February 20th, 2008 at 5:04 am
An excellent film indeed, later remade by Samuel Fuller into another excellent film (“House of Bamboo”).
February 20th, 2008 at 4:01 pm
Right you are, Xavier. I’m not sure, but I think I have a copy of the remake. If I do, I’ll do my best to watch it and report back soon.
— Steve
February 21st, 2008 at 4:48 pm
You have caught “The Street with No Name” to a T. I especially like your comments about LA’s skid row. This film is indeed the most amazing social portrait, of a whole vanished way of life. Also good was the comment about dressed up the gang members are. Years ago, everyone wanted to be dressed up. You see old photos of people at ball parks or amusement parks, and all the men are in shirts and ties.

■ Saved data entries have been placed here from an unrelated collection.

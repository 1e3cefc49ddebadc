//! Data models

pub mod user;
pub mod analysis;
pub mod risk_component;
pub mod alert;
pub mod audit;

pub use user::*;
pub use analysis::*;
pub use risk_component::*;
pub use alert::*;
pub use audit::*;
//! Liveness endpoint

use axum::{extract::State, Json};
use serde::Serialize;

use crate::AppState;

#[derive(Debug, Serialize)]
pub struct HealthResponse {
    status: &'static str,
    project: String,
    version: String,
    environment: String,
    timestamp: chrono::DateTime<chrono::Utc>,
}

/// GET /health. Never touches the database.
pub async fn check(State(state): State<AppState>) -> Json<HealthResponse> {
    let config = &state.config;

    Json(HealthResponse {
        status: "UP",
        project: config.project_name.clone(),
        version: config.project_version.clone(),
        environment: config.environment.clone(),
        timestamp: chrono::Utc::now(),
    })
}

Till this post, I never knew that this was a sequel to “The House on 92nd Street”. Just thought that “movie producers sure liked to cast Lloyd Nolan as an FBI agent”! But his character has the same name in both movies… Sequels were quite rare in the 1940’s, aside from whodunit series like The Falcon or The Crime Doctor.
August 17th, 2011 at 9:55 pm
Little trivia; this may have been an intentional inside joke, but near the beginning, when Mark Stevens is first walking down the sleazy streets, there is a movie poster on a building for “Charter Pilot” starring – Lloyd Nolan!